Associations between Single Nucleotide Polymorphisms of High Mobility Group Box 1 Protein and Clinical Outcomes in Korean Sepsis Patients

Purpose

High mobility group box 1 (HMGB1) plays a central role in the pathogenesis of sepsis and multiple organ dysfunction syndromes. We investigated the associations of a single nucleotide polymorphism (SNP; rs1045411) in HMGB1 with various clinical parameters, severity, and prognosis in patients with sepsis, severe sepsis, or septic shock.

Materials and Methods

We enrolled 212 adult patients followed for 28 days. All patients were genotyped for rs1045411, and the serum levels of HMGB1 and several cytokines were measured.

Results

The proportions of patients according to genotype were GG (71.2%), GA (26.4%), and AA (2.4%).
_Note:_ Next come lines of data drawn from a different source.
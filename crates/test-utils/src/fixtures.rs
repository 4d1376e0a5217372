//! Sample ISG documents for every supported version.
//!
//! Each document is laid out exactly as the workspace writer renders it, so
//! tests can compare written output line for line. Expected canonical
//! values are exported next to each document.

/// Comment lines placed before every sample header.
pub const COMMENTS: &[&str] = &[
    "Synthetic geoid model for unit tests",
    "Values in metres, sentinel marks one missing cell",
];

/// Canonical data of the 2x3 ISG 1.0 sample.
pub const ISG_1_0_DATA: [[f64; 3]; 2] = [[1.0, 2.0, 3.0], [4.0, -9999.0, 6.0]];

/// Canonical data of the 3x2 ISG 1.01 sample.
pub const ISG_1_01_DATA: [[f64; 2]; 3] = [[1.0, 2.0], [3.0, -9999.0], [5.0, 6.0]];

/// Canonical data of the 3x3 ISG 2.0 samples.
pub const ISG_2_0_DATA: [[f64; 3]; 3] = [
    [1.0, 2.0, 3.0],
    [4.0, -9999.0, 6.0],
    [7.0, 8.0, 9.0],
];

const BEGIN: &str = "begin_of_head ================================================";
const END: &str = "end_of_head ==================================================";

const HEADER_1_0: &[&str] = &[
    "model name : TEST-10",
    "model type : gravimetric",
    "units      : meters",
    "reference  : GRS80",
    "lat min    =    44.0000",
    "lat max    =    46.0000",
    "lon min    =     8.0000",
    "lon max    =    11.0000",
    "delta lat  =     1.0000",
    "delta lon  =     1.0000",
    "nrows      =          2",
    "ncols      =          3",
    "nodata     = -9999.0000",
    "ISG format =        1.0",
];

const HEADER_1_01: &[&str] = &[
    "model name : TEST-101",
    "model type : gravimetric",
    "units      : meters",
    "reference  : GRS80",
    "lat min    =    10.000000000000",
    "lat max    =    11.500000000000",
    "lon min    =    20.000000000000",
    "lon max    =    21.000000000000",
    "delta lat  =     0.500000000000",
    "delta lon  =     0.500000000000",
    "nrows      =                  3",
    "ncols      =                  2",
    "nodata     =         -9999.0000",
    "ISG format =       1.01",
];

const DESCRIPTIVE_2_0: &[&str] = &[
    "model name     : TEST-20",
    "model year     : 2020",
    "model type     : gravimetric",
    "data type      : geoid",
    "data units     : meters",
    "data format    : grid",
    "data ordering  : N-to-S, W-to-E",
    "ref ellipsoid  : GRS80",
    "ref frame      : ITRF2014",
    "height datum   : ---",
    "tide system    : tide-free",
    "coord type     : geodetic",
];

const MAP_2_0: &[&str] = &["map projection : ---", "EPSG code      : 7912"];

const BOUNDS_2_0_DEG: &[&str] = &[
    "lat min        =   40.000000",
    "lat max        =   41.000000",
    "lon min        =   10.000000",
    "lon max        =   12.000000",
    "delta lat      =    0.500000",
    "delta lon      =    1.000000",
];

const BOUNDS_2_0_DMS: &[&str] = &[
    "lat min        =  45°00'00\"",
    "lat max        =  45°01'00\"",
    "lon min        =   9°00'00\"",
    "lon max        =   9°02'00\"",
    "delta lat      =   0°00'30\"",
    "delta lon      =   0°01'00\"",
];

const BOUNDS_2_0_ALIAS: &[&str] = &[
    "north min      =   40.000000",
    "north max      =   41.000000",
    "east min       =   10.000000",
    "east max       =   12.000000",
    "delta north    =    0.500000",
    "delta east     =    1.000000",
];

const TRAILER_2_0: &[&str] = &[
    "nrows          =          3",
    "ncols          =          3",
    "nodata         = -9999.0000",
    "creation date  =  30/06/2020",
    "ISG format     =        2.0",
];

/// One data line as the writer renders it.
pub fn data_row(values: &[f64]) -> String {
    values.iter().map(|v| format!("{:10.4} ", v)).collect()
}

fn document<R: AsRef<[f64]>>(header: &[&str], rows: &[R]) -> String {
    let mut lines: Vec<String> = COMMENTS.iter().map(|s| s.to_string()).collect();
    lines.push(BEGIN.to_string());
    lines.extend(header.iter().map(|s| s.to_string()));
    lines.push(END.to_string());
    lines.extend(rows.iter().map(|row| data_row(row.as_ref())));

    let mut text = lines.join("\n");
    text.push('\n');
    text
}

fn header_2_0(ordering: &str, units: &str, bounds: &[&str]) -> Vec<String> {
    let mut header: Vec<String> = DESCRIPTIVE_2_0
        .iter()
        .map(|line| {
            if line.starts_with("data ordering") {
                format!("data ordering  : {}", ordering)
            } else {
                line.to_string()
            }
        })
        .collect();
    header.push(format!("coord units    : {}", units));
    header.extend(MAP_2_0.iter().map(|s| s.to_string()));
    header.extend(bounds.iter().map(|s| s.to_string()));
    header.extend(TRAILER_2_0.iter().map(|s| s.to_string()));
    header
}

fn borrowed(lines: &[String]) -> Vec<&str> {
    lines.iter().map(String::as_str).collect()
}

/// ISG 1.0 sample: 2x3 grid, edges 44..46 N, 8..11 E, 1 degree spacing.
pub fn isg_1_0() -> String {
    document(HEADER_1_0, &ISG_1_0_DATA[..])
}

/// ISG 1.01 sample: 3x2 grid, edges 10..11.5 N, 20..21 E, 0.5 degree spacing.
pub fn isg_1_01() -> String {
    document(HEADER_1_01, &ISG_1_01_DATA[..])
}

/// ISG 2.0 sample in decimal degrees: 3x3 grid, centers 40..41 N, 10..12 E.
pub fn isg_2_0() -> String {
    isg_2_0_ordered("N-to-S, W-to-E")
}

/// ISG 2.0 sample whose data block is stored in the given ordering.
///
/// The canonical grid is always [`ISG_2_0_DATA`]; only the on-disk order
/// changes with `ordering`.
pub fn isg_2_0_ordered(ordering: &str) -> String {
    let mut rows: Vec<Vec<f64>> = ISG_2_0_DATA.iter().map(|r| r.to_vec()).collect();
    if ordering.starts_with("S-to-N") {
        rows.reverse();
    }
    if ordering.ends_with("E-to-W") {
        for row in rows.iter_mut() {
            row.reverse();
        }
    }
    let header = header_2_0(ordering, "deg", BOUNDS_2_0_DEG);
    document(&borrowed(&header), &rows[..])
}

/// ISG 2.0 sample with DMS bounds: 45°00'..45°01' N, 9°00'..9°02' E.
pub fn isg_2_0_dms() -> String {
    let header = header_2_0("N-to-S, W-to-E", "dms", BOUNDS_2_0_DMS);
    document(&borrowed(&header), &ISG_2_0_DATA[..])
}

/// ISG 2.0 sample using the `north`/`east` keyword aliases.
pub fn isg_2_0_alias() -> String {
    let header = header_2_0("N-to-S, W-to-E", "deg", BOUNDS_2_0_ALIAS);
    document(&borrowed(&header), &ISG_2_0_DATA[..])
}

/// ISG 2.0 sample with one header line no schema knows.
pub fn isg_2_0_with_unknown_field() -> String {
    isg_2_0().replace(
        "EPSG code      : 7912\n",
        "EPSG code      : 7912\nprocessing centre : somewhere\n",
    )
}

/// Every data ordering phrase.
pub const ORDERINGS: [&str; 4] = [
    "N-to-S, W-to-E",
    "N-to-S, E-to-W",
    "S-to-N, W-to-E",
    "S-to-N, E-to-W",
];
Among patients with chronic lung disease comorbidity, patients with a variant A allele had higher positive blood culture rates and higher levels of various cytokines [interleukin (IL)-1β, IL-6, IL-10, IL-17, and tumor necrosis factor-α] than those with the GG genotype. In the analysis of those with diabetes as a comorbidity, patients with a variant A allele had higher blood culture and Gram-negative culture rates than those with GG genotypes; these patients also had a higher levels of IL-17. In the analysis of those with sepsis caused by a respiratory tract infection, patients with a variant A allele had higher levels of IL-10 and IL-17 (all p<0.05). This polymorphism had no significant impact on patient survival.

Conclusion

The variant A allele of rs1045411 appears to be associated with a more severe inflammatory response than the GG genotype under specific conditions.